長時間労働やハラスメント等に起因して脳・心臓疾患/精神障害を生じるケースについては、それぞれ国が定めた認定基準があり、労基署は、この認定基準に基づき、労災に当たるかを判断しています。
1 過重労働等から脳・心臓疾患を生じた場合
過重労働等から脳・心臓疾患を生じた場合(例えば、働き過ぎで心筋梗塞で倒れたような事例)の労災認定基準は、次の①、②、③の該当性を考慮しています
(詳細資料:厚生労働省労働基準局長「血管病変等を著しく増悪させる業務による脳血管疾患及び虚血性心疾患等の認定基準について」)。
① 発症前のおおむね6か月間に、著しい疲労蓄積をもたらす特に過重な業務に就労したか
② 発症前のおおむね1週間に特に過重な業務に就労したか
③ 発症直前に異常な出来事に遭遇したか
上記①の「過重な労働」について、労働時間のみについていえば、おおむね月の残業時間が45時間以を超えている場合には、残業時間が長くなるほど業務と脳・心臓疾患の発症との関連性が徐々に強まるとされています(労災と認められるかは、その他の事情も総合的に考慮されます)。
2 過重労働等から精神障害が生じた場合
過重労働等から精神障害が生じた場合(例えば、働きすぎでうつ病になったような事例)について、労基署は、労災に当たるか否かの判断について、
「発病前おおむね6か月間に、業務による強いストレスが認められ、かつ、業務以外のストレス等により疾病を発病したと認められないか」という基準を考慮しています
(詳細資料:厚生労働省労働基準局長「心理的負荷による精神障害の認定基準について」)。

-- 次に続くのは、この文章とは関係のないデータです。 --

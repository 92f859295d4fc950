//! UI configuration
//!
//! All timing constants of the site and admin controllers live in
//! [`Timings`]. The browser layer reads an optional JSON block embedded in
//! the page and falls back to [`UiConfig::default`] for anything missing.
//!
//! ```
//! use skillpath_core::UiConfig;
//!
//! let config = UiConfig::from_json(r#"{ "timings": { "toast_lifetime": 8000 } }"#).unwrap();
//! assert_eq!(config.timings.toast_lifetime.as_millis(), 8000);
//! assert_eq!(config.timings.modal_close.as_millis(), 300);
//! ```

use std::time::Duration;

use serde::{Deserialize, Serialize};

use crate::error::Result;

/// Top-level configuration shared by both controllers.
#[derive(Debug, Clone, PartialEq, Serialize, Deserialize)]
#[serde(default)]
pub struct UiConfig {
	/// Animation and simulated-latency timings.
	pub timings: Timings,
	/// Column whose sort key is the bolded resource title instead of the raw cell text.
	pub title_column: Option<usize>,
	/// Divisor applied to the cursor offset when tilting glass cards.
	pub tilt_divisor: f64,
	/// Viewport width (px) at or below which the admin sidebar behaves as a drawer.
	pub mobile_breakpoint: u32,
}

impl Default for UiConfig {
	fn default() -> Self {
		Self {
			timings: Timings::default(),
			title_column: Some(1),
			tilt_divisor: 10.0,
			mobile_breakpoint: 768,
		}
	}
}

impl UiConfig {
	/// Parses a configuration block, filling omitted fields with defaults.
	pub fn from_json(json: &str) -> Result<Self> {
		Ok(serde_json::from_str(json)?)
	}
}

/// Timing constants, serialized as whole milliseconds.
#[derive(Debug, Clone, PartialEq, Eq, Serialize, Deserialize)]
#[serde(default)]
pub struct Timings {
	/// Delay before a freshly inserted toast slides in.
	#[serde(with = "millis")]
	pub toast_enter: Duration,
	/// Time a toast stays up before it dismisses itself.
	#[serde(with = "millis")]
	pub toast_lifetime: Duration,
	/// Length of the toast exit animation.
	#[serde(with = "millis")]
	pub toast_exit: Duration,
	/// Length of the reverse animation played when a modal closes.
	#[serde(with = "millis")]
	pub modal_close: Duration,
	/// Per-row delay when sorted rows are revealed.
	#[serde(with = "millis")]
	pub sort_stagger: Duration,
	/// Per-row delay of the fade-in animation of filtered rows.
	#[serde(with = "millis")]
	pub filter_fade_stagger: Duration,
	/// Time a filtered-out row keeps fading before it leaves the layout.
	#[serde(with = "millis")]
	pub filter_collapse: Duration,
	/// Time a server-rendered flash message stays up.
	#[serde(with = "millis")]
	pub flash_lifetime: Duration,
	/// Length of the flash message exit animation.
	#[serde(with = "millis")]
	pub flash_exit: Duration,
	/// Delay before the public-site progress rings fill.
	#[serde(with = "millis")]
	pub site_ring_delay: Duration,
	/// Delay before the admin progress rings fill.
	#[serde(with = "millis")]
	pub admin_ring_delay: Duration,
	/// Delay before completion bars grow back to their width.
	#[serde(with = "millis")]
	pub completion_bar_delay: Duration,
	/// Per-card delay of the stat-card entrance.
	#[serde(with = "millis")]
	pub stat_card_stagger: Duration,
	/// Per-checkbox delay when the select-all box is toggled.
	#[serde(with = "millis")]
	pub select_all_stagger: Duration,
	/// Simulated latency of the resource preview.
	#[serde(with = "millis")]
	pub preview_latency: Duration,
	/// Simulated latency of the analytics export.
	#[serde(with = "millis")]
	pub export_latency: Duration,
	/// Period of the simulated live-stats refresh.
	#[serde(with = "millis")]
	pub live_refresh: Duration,
	/// Length of a counter animation.
	#[serde(with = "millis")]
	pub counter_animation: Duration,
}

impl Default for Timings {
	fn default() -> Self {
		Self {
			toast_enter: Duration::from_millis(10),
			toast_lifetime: Duration::from_millis(5000),
			toast_exit: Duration::from_millis(300),
			modal_close: Duration::from_millis(300),
			sort_stagger: Duration::from_millis(50),
			filter_fade_stagger: Duration::from_millis(100),
			filter_collapse: Duration::from_millis(300),
			flash_lifetime: Duration::from_millis(5000),
			flash_exit: Duration::from_millis(300),
			site_ring_delay: Duration::from_millis(100),
			admin_ring_delay: Duration::from_millis(500),
			completion_bar_delay: Duration::from_millis(800),
			stat_card_stagger: Duration::from_millis(100),
			select_all_stagger: Duration::from_millis(50),
			preview_latency: Duration::from_millis(1500),
			export_latency: Duration::from_millis(2000),
			live_refresh: Duration::from_millis(30_000),
			counter_animation: Duration::from_millis(1000),
		}
	}
}

mod millis {
	use std::time::Duration;

	use serde::{Deserialize, Deserializer, Serializer};

	pub(super) fn serialize<S: Serializer>(value: &Duration, serializer: S) -> Result<S::Ok, S::Error> {
		serializer.serialize_u64(u64::try_from(value.as_millis()).unwrap_or(u64::MAX))
	}

	pub(super) fn deserialize<'de, D: Deserializer<'de>>(deserializer: D) -> Result<Duration, D::Error> {
		u64::deserialize(deserializer).map(Duration::from_millis)
	}
}

#[cfg(test)]
mod tests {
	use super::*;
	use rstest::rstest;

	#[rstest]
	fn test_defaults_match_page_timings() {
		let config = UiConfig::default();
		assert_eq!(config.timings.toast_lifetime, Duration::from_secs(5));
		assert_eq!(config.timings.live_refresh, Duration::from_secs(30));
		assert_eq!(config.timings.counter_animation, Duration::from_secs(1));
		assert_eq!(config.title_column, Some(1));
		assert_eq!(config.mobile_breakpoint, 768);
	}

	#[rstest]
	fn test_empty_object_yields_defaults() {
		let config = UiConfig::from_json("{}").unwrap();
		assert_eq!(config, UiConfig::default());
	}

	#[rstest]
	fn test_partial_timings_override() {
		let config =
			UiConfig::from_json(r#"{"timings": {"sort_stagger": 0}, "title_column": null}"#)
				.unwrap();
		assert_eq!(config.timings.sort_stagger, Duration::ZERO);
		assert_eq!(config.timings.toast_exit, Duration::from_millis(300));
		assert_eq!(config.title_column, None);
	}

	#[rstest]
	fn test_invalid_json_is_config_error() {
		let err = UiConfig::from_json("{ timings: ").unwrap_err();
		assert!(err.to_string().starts_with("invalid ui configuration"));
	}

	#[rstest]
	fn test_serializes_as_millis() {
		let json = serde_json::to_value(Timings::default()).unwrap();
		assert_eq!(json["toast_lifetime"], 5000);
		assert_eq!(json["modal_close"], 300);
	}
}
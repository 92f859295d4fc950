//! Row filtering

use super::model::RowSnapshot;

/// The three filter inputs above the resource table.
///
/// Rebuilt from the inputs on every change. Criteria are AND-combined and an
/// empty criterion matches every row.
#[derive(Debug, Clone, Default, PartialEq, Eq)]
pub struct FilterState {
	/// Free-text search over title and description.
	pub search: String,
	/// Exact `data-type` value.
	pub type_code: String,
	/// Substring of `data-category`.
	pub category: String,
}

impl FilterState {
	/// Creates a filter from the raw input values.
	pub fn new(
		search: impl Into<String>,
		type_code: impl Into<String>,
		category: impl Into<String>,
	) -> Self {
		Self {
			search: search.into(),
			type_code: type_code.into(),
			category: category.into(),
		}
	}

	/// Returns true if no criterion is set.
	pub fn is_empty(&self) -> bool {
		self.search.is_empty() && self.type_code.is_empty() && self.category.is_empty()
	}

	/// Returns true if the row satisfies every criterion.
	pub fn matches(&self, row: &RowSnapshot) -> bool {
		self.matches_search(row) && self.matches_type(row) && self.matches_category(row)
	}

	fn matches_search(&self, row: &RowSnapshot) -> bool {
		let needle = self.search.to_lowercase();
		let contains = |text: Option<&String>| {
			text.map(|t| t.to_lowercase().contains(&needle))
				.unwrap_or(needle.is_empty())
		};
		contains(row.title.as_ref()) || contains(row.description.as_ref())
	}

	fn matches_type(&self, row: &RowSnapshot) -> bool {
		self.type_code.is_empty() || row.type_code.as_deref() == Some(self.type_code.as_str())
	}

	fn matches_category(&self, row: &RowSnapshot) -> bool {
		if self.category.is_empty() {
			return true;
		}
		let category = row.category.as_deref().unwrap_or("").to_lowercase();
		category.contains(&self.category.to_lowercase())
	}

	/// Evaluates every row from scratch.
	pub fn apply<'a>(&self, rows: impl IntoIterator<Item = &'a RowSnapshot>) -> FilterOutcome {
		let visible: Vec<bool> = rows.into_iter().map(|row| self.matches(row)).collect();
		let outcome = FilterOutcome { visible };
		tracing::debug!(
			visible = outcome.visible_count(),
			total = outcome.total(),
			"filters applied"
		);
		outcome
	}
}

/// Visibility of every row after a filter pass.
#[derive(Debug, Clone, PartialEq, Eq)]
pub struct FilterOutcome {
	/// Visibility by row position, in the order the rows were given.
	pub visible: Vec<bool>,
}

impl FilterOutcome {
	/// Number of rows that remain visible.
	pub fn visible_count(&self) -> usize {
		self.visible.iter().filter(|&&v| v).count()
	}

	/// Number of rows evaluated.
	pub fn total(&self) -> usize {
		self.visible.len()
	}

	/// Pagination summary text.
	pub fn summary(&self) -> String {
		format!(
			"Showing {} of {} resources",
			self.visible_count(),
			self.total()
		)
	}
}
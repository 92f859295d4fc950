//! Confirmation dialogs
//!
//! A confirm dialog is built on demand with a title, a message, a severity
//! and a continuation. Confirming hands the continuation back to the caller
//! and removes the dialog; cancelling, the close button and a backdrop click
//! remove it and drop the continuation. Dialogs are independent: opening a
//! second one while the first is up simply stacks another node.

use std::fmt;
use std::str::FromStr;

use crate::error::CoreError;
use crate::patch::Patch;

/// Severity of a confirmation, used for the icon tint and confirm button.
#[derive(Debug, Clone, Copy, Default, PartialEq, Eq, Hash)]
pub enum Severity {
	/// Destructive action.
	#[default]
	Danger,
	/// Risky action.
	Warning,
	/// Positive action.
	Success,
	/// Neutral action.
	Info,
}

impl Severity {
	/// CSS modifier (`btn-<severity>`, `confirm-icon <severity>`).
	pub fn as_str(self) -> &'static str {
		match self {
			Self::Danger => "danger",
			Self::Warning => "warning",
			Self::Success => "success",
			Self::Info => "info",
		}
	}
}

impl fmt::Display for Severity {
	fn fmt(&self, f: &mut fmt::Formatter<'_>) -> fmt::Result {
		f.write_str(self.as_str())
	}
}

impl FromStr for Severity {
	type Err = CoreError;

	fn from_str(s: &str) -> Result<Self, Self::Err> {
		match s {
			"danger" => Ok(Self::Danger),
			"warning" => Ok(Self::Warning),
			"success" => Ok(Self::Success),
			"info" => Ok(Self::Info),
			other => Err(CoreError::UnknownSeverity(other.to_string())),
		}
	}
}

/// Identifier of an open confirm dialog.
#[derive(Debug, Clone, Copy, PartialEq, Eq, PartialOrd, Ord, Hash)]
pub struct ConfirmId(u64);

impl ConfirmId {
	/// Raw numeric value, used as a DOM data attribute.
	pub fn get(self) -> u64 {
		self.0
	}
}

/// An open confirm dialog.
#[derive(Debug)]
pub struct ConfirmDialog<C> {
	id: ConfirmId,
	title: String,
	message: String,
	severity: Severity,
	continuation: C,
}

impl<C> ConfirmDialog<C> {
	/// Identifier of the dialog.
	pub fn id(&self) -> ConfirmId {
		self.id
	}

	/// Heading text.
	pub fn title(&self) -> &str {
		&self.title
	}

	/// Body text.
	pub fn message(&self) -> &str {
		&self.message
	}

	/// Severity.
	pub fn severity(&self) -> Severity {
		self.severity
	}

	/// The pending continuation.
	pub fn continuation(&self) -> &C {
		&self.continuation
	}
}

/// Open confirm dialogs carrying continuations of type `C`.
#[derive(Debug)]
pub struct ConfirmStack<C> {
	dialogs: Vec<ConfirmDialog<C>>,
	next_id: u64,
}

impl<C> Default for ConfirmStack<C> {
	fn default() -> Self {
		Self {
			dialogs: Vec::new(),
			next_id: 0,
		}
	}
}

impl<C> ConfirmStack<C> {
	/// Creates an empty stack.
	pub fn new() -> Self {
		Self::default()
	}

	/// Opens a dialog that will hand back `continuation` when confirmed.
	pub fn open(
		&mut self,
		title: impl Into<String>,
		message: impl Into<String>,
		severity: Severity,
		continuation: C,
		out: &mut Vec<Patch>,
	) -> ConfirmId {
		let id = ConfirmId(self.next_id);
		self.next_id += 1;
		let dialog = ConfirmDialog {
			id,
			title: title.into(),
			message: message.into(),
			severity,
			continuation,
		};
		out.push(Patch::ConfirmOpened {
			id,
			title: dialog.title.clone(),
			message: dialog.message.clone(),
			severity,
		});
		self.dialogs.push(dialog);
		id
	}

	/// Removes a dialog and returns its continuation for the caller to run.
	pub fn confirm(&mut self, id: ConfirmId, out: &mut Vec<Patch>) -> Option<C> {
		self.take(id, out).map(|dialog| dialog.continuation)
	}

	/// Removes a dialog without running its continuation.
	pub fn dismiss(&mut self, id: ConfirmId, out: &mut Vec<Patch>) -> bool {
		self.take(id, out).is_some()
	}

	/// Returns an open dialog.
	pub fn get(&self, id: ConfirmId) -> Option<&ConfirmDialog<C>> {
		self.dialogs.iter().find(|d| d.id == id)
	}

	/// Number of open dialogs.
	pub fn len(&self) -> usize {
		self.dialogs.len()
	}

	/// Returns true if no dialog is open.
	pub fn is_empty(&self) -> bool {
		self.dialogs.is_empty()
	}

	fn take(&mut self, id: ConfirmId, out: &mut Vec<Patch>) -> Option<ConfirmDialog<C>> {
		let index = self.dialogs.iter().position(|d| d.id == id)?;
		out.push(Patch::ConfirmRemoved(id));
		Some(self.dialogs.remove(index))
	}
}

#[cfg(test)]
mod tests {
	use super::*;
	use rstest::rstest;

	#[rstest]
	fn test_confirm_returns_continuation_once() {
		let mut stack = ConfirmStack::new();
		let mut out = Vec::new();
		let id = stack.open("Delete", "Sure?", Severity::Danger, "delete:7", &mut out);

		assert_eq!(stack.confirm(id, &mut out), Some("delete:7"));
		assert_eq!(stack.confirm(id, &mut out), None);
		assert!(stack.is_empty());
		assert_eq!(out.last(), Some(&Patch::ConfirmRemoved(id)));
	}

	#[rstest]
	fn test_dismiss_drops_continuation() {
		let mut stack = ConfirmStack::new();
		let mut out = Vec::new();
		let id = stack.open("Delete", "Sure?", Severity::Danger, 1, &mut out);

		assert!(stack.dismiss(id, &mut out));
		assert!(!stack.dismiss(id, &mut out));
		assert_eq!(stack.confirm(id, &mut out), None);
	}

	#[rstest]
	fn test_dialogs_stack_independently() {
		let mut stack = ConfirmStack::new();
		let mut out = Vec::new();
		let first = stack.open("A", "a", Severity::Warning, 'a', &mut out);
		let second = stack.open("B", "b", Severity::Info, 'b', &mut out);
		assert_eq!(stack.len(), 2);

		assert_eq!(stack.confirm(second, &mut out), Some('b'));
		let remaining = stack.get(first).unwrap();
		assert_eq!(remaining.title(), "A");
		assert_eq!(remaining.severity(), Severity::Warning);
	}

	#[rstest]
	#[case("danger", Severity::Danger)]
	#[case("warning", Severity::Warning)]
	#[case("success", Severity::Success)]
	#[case("info", Severity::Info)]
	fn test_severity_round_trip(#[case] text: &str, #[case] severity: Severity) {
		assert_eq!(text.parse::<Severity>().unwrap(), severity);
		assert_eq!(severity.to_string(), text);
	}
}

精神障害が労災に認定されるかは、各事情の総合的な評価ですが、長時間労働についていえば、1か月に80時間以上の残業時間が生じるような長時間労働は、精神障害を発症する可能性のある事情の一つとして評価されます。
過重労働に起因して疾患が生じた場合には、労災認定のみならず、後述の民事上の損害賠償請求にも発展するケースが多いと言えますので、会社は、労働者の健康に十分に配慮する必要があるといえます。